Back in jail in Glenwood Springs, Bundy ignored the advice of friends and legal advisors to stay put. The case against him, already weak at best, was deteriorating steadily as pretrial motions consistently resolved in his favor and significant bits of evidence were ruled inadmissible. "A more rational defendant might have realized that he stood a good chance of acquittal, and that beating the murder charge in Colorado would probably have dissuaded other prosecutors ... with as little as a year and a half to serve on the DaRonch conviction, had Ted persevered, he could have been a free man." Instead, Bundy assembled a new escape plan. He acquired a detailed floor plan of the Garfield County jail and a hacksaw blade from other inmates. He further accumulated $500 in cash, something he later said was smuggled in over a six month period by visitors—Boone in particular. During the evenings, while other prisoners were showering, he sawed a hole about one square foot (0.093 m2) between the steel reinforcing bars in his cell's ceiling. Having lost , he was able to wriggle through and explore the crawl space above, allowing him to make a series of practice runs in the weeks that followed. Multiple reports from an informant of movement within the ceiling during the night were not investigated.

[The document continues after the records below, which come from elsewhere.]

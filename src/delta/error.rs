use crate::store::error::StoreError;
use thiserror::Error;

#[derive(Debug, Error)]
pub enum DeltaError {
    /// The log moved past the transaction's read version before it committed.
    /// The transaction cannot be salvaged; build a new one from the current
    /// snapshot and re-stage.
    #[error("conflict detected: version {current} was committed after read version {read}")]
    ConcurrentModification { read: i64, current: i64 },

    #[error("version number cannot be negative: {0}")]
    NegativeVersion(i64),

    #[error("invalid delta log file name: {0}")]
    InvalidLogFileName(String),

    #[error("transaction already committed")]
    AlreadyCommitted,

    #[error("failed to commit after {attempts} attempts")]
    RetriesExhausted {
        attempts: u32,
        #[source]
        source: Box<DeltaError>,
    },

    #[error(transparent)]
    Storage(#[from] StoreError),

    #[error("invalid log entry: {0}")]
    Encoding(#[from] serde_json::Error),
}
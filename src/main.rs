use delta_cluster::delta::log::DeltaLog;
use delta_cluster::delta::storage::{ObjectStorage, Storage};
use delta_cluster::delta::table::Record;
use delta_cluster::network::bus::MessageBus;
use delta_cluster::network::types::Endpoint;
use delta_cluster::store::client::StoreClient;
use delta_cluster::store::local::LocalStorage;
use delta_cluster::store::server::StoreServer;
use std::collections::HashMap;
use std::path::PathBuf;
use std::sync::Arc;
use std::time::Duration;

#[tokio::main]
async fn main() -> anyhow::Result<()> {
    tracing_subscriber::fmt()
        .with_max_level(tracing::Level::INFO)
        .init();

    let args: Vec<String> = std::env::args().collect();

    let mut data_dir = PathBuf::from("./cluster-data");
    let mut server_count: usize = 3;
    let mut tick_ms: u64 = 10;

    let mut i = 1;
    while i < args.len() {
        match args[i].as_str() {
            "--data-dir" => {
                data_dir = PathBuf::from(&args[i + 1]);
                i += 2;
            }
            "--servers" => {
                server_count = args[i + 1].parse()?;
                i += 2;
            }
            "--tick-ms" => {
                tick_ms = args[i + 1].parse()?;
                i += 2;
            }
            "--help" | "-h" => {
                eprintln!(
                    "Usage: {} [--data-dir <path>] [--servers <n>] [--tick-ms <ms>]",
                    args[0]
                );
                std::process::exit(0);
            }
            _ => {
                i += 1;
            }
        }
    }

    tracing::info!(
        "Starting cluster: {} server(s), data dir {}, tick {} ms",
        server_count,
        data_dir.display(),
        tick_ms
    );

    // 1. Message bus and simulated network:
    let bus = MessageBus::new();
    bus.set_tick_interval(Duration::from_millis(tick_ms));
    bus.start();

    // 2. Store servers, one shard each:
    let mut servers = Vec::new();
    let mut server_endpoints = Vec::new();
    for i in 0..server_count {
        let endpoint = Endpoint::new("localhost", 9101 + i as u16);
        let storage = LocalStorage::new(data_dir.join(format!("server-{}", i)))?;
        servers.push(StoreServer::new(
            format!("server-{}", i),
            storage,
            bus.clone(),
            endpoint.clone(),
        ));
        server_endpoints.push(endpoint);
    }

    // 3. Client and storage facade:
    let client = StoreClient::new(
        bus.clone(),
        Endpoint::new("localhost", 9001),
        server_endpoints,
    );
    let storage: Arc<dyn Storage> = Arc::new(ObjectStorage::new(client));

    // 4. Object store sanity check:
    storage
        .write_object("demo/greeting", b"Hello, World!".to_vec())
        .await?;
    let greeting = storage.read_object("demo/greeting").await?;
    tracing::info!(
        "Object round trip: {}",
        String::from_utf8_lossy(&greeting)
    );

    // 5. Table workflow: insert, commit, then demonstrate a conflict.
    let log = DeltaLog::new(storage.clone(), "tables/customers");

    let tx = log.start_transaction().await?;
    tx.insert(&[
        customer("C001", "John Doe", "North"),
        customer("C002", "Alice Smith", "South"),
    ])
    .await?;
    let version = tx.commit("INSERT").await?;
    tracing::info!("Committed version {}", version);

    let tx1 = log.start_transaction().await?;
    let tx2 = log.start_transaction().await?;
    tx1.insert(&[customer("C003", "Bob Johnson", "East")]).await?;
    tx2.insert(&[customer("C004", "Emma Wilson", "West")]).await?;
    let version = tx1.commit("INSERT").await?;
    tracing::info!("First writer committed version {}", version);
    match tx2.commit("INSERT").await {
        Ok(version) => tracing::warn!("Second writer unexpectedly committed {}", version),
        Err(e) => tracing::info!("Second writer rejected as expected: {}", e),
    }

    let reader = log.start_transaction().await?;
    let records = reader.read_all().await?;
    tracing::info!(
        "Table at version {} holds {} record(s)",
        log.latest_version().await,
        records.len()
    );

    bus.stop().await;
    Ok(())
}

fn customer(id: &str, name: &str, region: &str) -> Record {
    HashMap::from([
        ("id".to_string(), id.to_string()),
        ("name".to_string(), name.to_string()),
        ("region".to_string(), region.to_string()),
    ])
}
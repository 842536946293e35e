//! Object store client.
//!
//! The client is the async face of the store: every operation allocates a
//! correlation id, registers a pending future, routes the request to the
//! owning server through the hash ring, and resolves when the response comes
//! back over the bus. `list_objects` is the exception: a prefix does not hash
//! to one shard, so it fans out to every known server and unions the results.
//!
//! The client never times out by itself; deadlines are imposed by the storage
//! facade layered on top. A pending entry is removed either when its response
//! arrives or when the awaiting future is dropped, so an abandoned request
//! cannot leak map entries, and a late response only produces a warning.

use super::error::StoreError;
use super::protocol::Message;
use super::ring::HashRing;
use crate::network::bus::{MessageBus, MessageHandler};
use crate::network::types::Endpoint;
use dashmap::DashMap;
use std::collections::HashSet;
use std::sync::Arc;
use tokio::sync::oneshot;
use uuid::Uuid;

pub struct StoreClient {
    bus: Arc<MessageBus>,
    endpoint: Endpoint,
    ring: HashRing,
    pending: DashMap<String, oneshot::Sender<Message>>,
}

/// Removes a pending-request entry when dropped.
///
/// Completion removes the entry first, making the drop a no-op; cancellation
/// (e.g. a facade timeout dropping the op future) hits the removal path here.
struct PendingCleanup<'a> {
    pending: &'a DashMap<String, oneshot::Sender<Message>>,
    correlation_id: String,
}

impl Drop for PendingCleanup<'_> {
    fn drop(&mut self) {
        self.pending.remove(&self.correlation_id);
    }
}

impl StoreClient {
    /// Creates a client, registers it on the bus, and seeds the hash ring
    /// with the known servers.
    pub fn new(
        bus: Arc<MessageBus>,
        endpoint: Endpoint,
        server_endpoints: Vec<Endpoint>,
    ) -> Arc<Self> {
        let client = Arc::new(Self {
            bus: bus.clone(),
            endpoint: endpoint.clone(),
            ring: HashRing::new(),
            pending: DashMap::new(),
        });
        bus.register_handler(endpoint, client.clone());
        for server in server_endpoints {
            client.ring.add_server(server);
        }
        client
    }

    pub fn add_server(&self, server: Endpoint) {
        self.ring.add_server(server);
    }

    pub fn remove_server(&self, server: &Endpoint) {
        self.ring.remove_server(server);
    }

    /// The server a key routes to under the current ring.
    pub fn target_server(&self, key: &str) -> Endpoint {
        self.ring.server_for_key(key)
    }

    async fn request(
        &self,
        target: Endpoint,
        build: impl FnOnce(String) -> Message,
    ) -> Result<Message, StoreError> {
        let correlation_id = Uuid::new_v4().to_string();
        let (tx, rx) = oneshot::channel();
        self.pending.insert(correlation_id.clone(), tx);
        let _cleanup = PendingCleanup {
            pending: &self.pending,
            correlation_id: correlation_id.clone(),
        };
        self.bus
            .send(build(correlation_id), self.endpoint.clone(), target);
        rx.await.map_err(|_| StoreError::Disconnected)
    }

    /// Stores a blob, overwriting any existing value for the key.
    pub async fn put_object(&self, key: &str, data: Vec<u8>) -> Result<(), StoreError> {
        tracing::debug!("Sending PUT_OBJECT for key {}", key);
        let target = self.target_server(key);
        let key_owned = key.to_string();
        let response = self
            .request(target, move |correlation_id| Message::PutObject {
                key: key_owned,
                data,
                overwrite: true,
                correlation_id,
            })
            .await?;
        match response {
            Message::PutObjectResponse { ok: true, .. } => {
                tracing::debug!("PUT_OBJECT successful for key {}", key);
                Ok(())
            }
            Message::PutObjectResponse { error, .. } => Err(StoreError::Server(
                error.unwrap_or_else(|| "put failed".to_string()),
            )),
            other => Err(StoreError::Server(format!(
                "unexpected response {} to PUT_OBJECT",
                other.kind()
            ))),
        }
    }

    /// Fetches the blob stored under `key`.
    ///
    /// Any server-side failure surfaces as `NotFound` carrying the exact
    /// `Failed to retrieve object: <key>` message; existence probes rely on
    /// that marker.
    pub async fn get_object(&self, key: &str) -> Result<Vec<u8>, StoreError> {
        tracing::debug!("Sending GET_OBJECT for key {}", key);
        let target = self.target_server(key);
        let key_owned = key.to_string();
        let response = self
            .request(target, move |correlation_id| Message::GetObject {
                key: key_owned,
                correlation_id,
            })
            .await?;
        match response {
            Message::GetObjectResponse {
                ok: true,
                data: Some(data),
                ..
            } => {
                tracing::debug!("GET_OBJECT successful for key {}", key);
                Ok(data)
            }
            Message::GetObjectResponse { .. } => Err(StoreError::NotFound {
                key: key.to_string(),
            }),
            other => Err(StoreError::Server(format!(
                "unexpected response {} to GET_OBJECT",
                other.kind()
            ))),
        }
    }

    /// Deletes `key`; deleting an absent key succeeds.
    pub async fn delete_object(&self, key: &str) -> Result<(), StoreError> {
        tracing::debug!("Sending DELETE_OBJECT for key {}", key);
        let target = self.target_server(key);
        let key_owned = key.to_string();
        let response = self
            .request(target, move |correlation_id| Message::DeleteObject {
                key: key_owned,
                correlation_id,
            })
            .await?;
        match response {
            Message::DeleteObjectResponse { ok: true, .. } => {
                tracing::debug!("DELETE_OBJECT successful for key {}", key);
                Ok(())
            }
            Message::DeleteObjectResponse { error, .. } => Err(StoreError::Server(
                error.unwrap_or_else(|| "delete failed".to_string()),
            )),
            other => Err(StoreError::Server(format!(
                "unexpected response {} to DELETE_OBJECT",
                other.kind()
            ))),
        }
    }

    /// Lists keys matching `prefix` across the whole cluster.
    ///
    /// The request is broadcast to every known server; all requests are in
    /// flight before the first response is awaited. A failing server logs a
    /// warning and contributes nothing. Results are deduplicated and returned
    /// in unspecified order.
    pub async fn list_objects(&self, prefix: &str) -> Result<Vec<String>, StoreError> {
        tracing::debug!("Sending LIST_OBJECTS for prefix {}", prefix);
        let mut in_flight = Vec::new();
        for server in self.ring.servers() {
            let correlation_id = Uuid::new_v4().to_string();
            let (tx, rx) = oneshot::channel();
            self.pending.insert(correlation_id.clone(), tx);
            let cleanup = PendingCleanup {
                pending: &self.pending,
                correlation_id: correlation_id.clone(),
            };
            self.bus.send(
                Message::ListObjects {
                    prefix: prefix.to_string(),
                    correlation_id,
                },
                self.endpoint.clone(),
                server.clone(),
            );
            in_flight.push((server, rx, cleanup));
        }

        let mut seen = HashSet::new();
        let mut keys = Vec::new();
        for (server, rx, _cleanup) in in_flight {
            match rx.await {
                Ok(Message::ListObjectsResponse {
                    ok: true,
                    keys: server_keys,
                    ..
                }) => {
                    for key in server_keys {
                        if seen.insert(key.clone()) {
                            keys.push(key);
                        }
                    }
                }
                Ok(Message::ListObjectsResponse { error, .. }) => {
                    tracing::warn!(
                        "Failed to list objects from server {}: {}",
                        server,
                        error.unwrap_or_else(|| "unknown error".to_string())
                    );
                }
                Ok(other) => {
                    tracing::warn!(
                        "Unexpected response {} to LIST_OBJECTS from {}",
                        other.kind(),
                        server
                    );
                }
                Err(_) => {
                    tracing::warn!("Lost response channel listing objects from {}", server);
                }
            }
        }
        Ok(keys)
    }
}

impl MessageHandler for StoreClient {
    fn handle_message(&self, message: Message, _sender: Endpoint) {
        let correlation_id = message.correlation_id().to_string();
        match self.pending.remove(&correlation_id) {
            Some((_, tx)) => {
                // A receiver dropped between removal and send just means the
                // caller gave up; nothing to do.
                let _ = tx.send(message);
            }
            None => {
                tracing::warn!("No pending request found for correlationId: {}", correlation_id);
            }
        }
    }
}
//! @dose
//! purpose: Library crate root for amalgam, which packages a C library (public header,
//!     configuration header, implementation files) into one single-header distribution
//!     whose implementation is gated behind an opt-in macro.
//!
//! when-editing:
//!     - !All public modules must be declared here with pub mod
//!     - Keep the re-export list organized by module
//!
//! invariants:
//!     - The merge modules (directive, guard, includes, source) do no I/O beyond
//!       SourceDocument::load; everything else is pure over lines
//!
//! gotchas:
//!     - The lib.rs is separate from main.rs - library consumers get lib, CLI gets main

pub mod amalgamator;
pub mod cli;
pub mod commands;
pub mod config;
pub mod directive;
pub mod error;
pub mod guard;
pub mod includes;
pub mod source;

// Re-export main types for convenience
pub use amalgamator::{Amalgamator, CheckStatus, OutputDocument, RunSummary};
pub use cli::{BuildArgs, CheckArgs, Cli, Commands};
pub use config::{Config, LineEnding};
pub use error::{AmalgamError, GuardError, GuardPart};
pub use guard::{strip_include_guard, IncludeGuardSpan};
pub use includes::{hoist_includes, strip_self_include, HoistedIncludes};
pub use source::{ensure_trailing_newline, SourceDocument};
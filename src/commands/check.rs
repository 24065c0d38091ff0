//! @dose
//! purpose: Implements the check command that renders the single header in memory and
//!     compares it with the file on disk, for CI jobs that want to catch a stale header.
//!
//! invariants:
//!     - check never writes or modifies the destination
//!     - A missing destination counts as out of date

use super::load_config;
use crate::amalgamator::{Amalgamator, CheckStatus};
use crate::cli::CheckArgs;
use anyhow::{Context, Result};
use std::path::Path;

pub fn run_check(args: &CheckArgs, root: &Path, config: Option<&Path>) -> Result<()> {
    let config = load_config(root, config, args.output.as_ref())?;
    let amalgamator = Amalgamator::new(root, config);
    let output = amalgamator.output_path();

    let status = amalgamator
        .check()
        .context("Failed to render single header")?;

    match status {
        CheckStatus::UpToDate => {
            tracing::info!("{} is up to date", output.display());
            Ok(())
        }
        CheckStatus::Stale => anyhow::bail!(
            "{} is out of date; run `amalgam build` to regenerate it",
            output.display()
        ),
        CheckStatus::Missing => anyhow::bail!(
            "{} does not exist; run `amalgam build` to create it",
            output.display()
        ),
    }
}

By late 1977, Bundy's impending trial had become a cause célèbre in the small town of Aspen, and Bundy filed a motion for a change of venue to Denver. On December 23, the Aspen trial judge granted the request—but to Colorado Springs, where juries had historically been hostile to murder suspects. On the night of December 30, with most of the jail staff on Christmas break and nonviolent prisoners on furlough with their families, Bundy piled books and files in his bed, covered them with a blanket to simulate his sleeping body, and climbed into the crawl space. He broke through the ceiling into the apartment of the chief jailer—who was out for the evening with his wife—changed into street clothes from the jailer's closet, and walked out the front door to freedom.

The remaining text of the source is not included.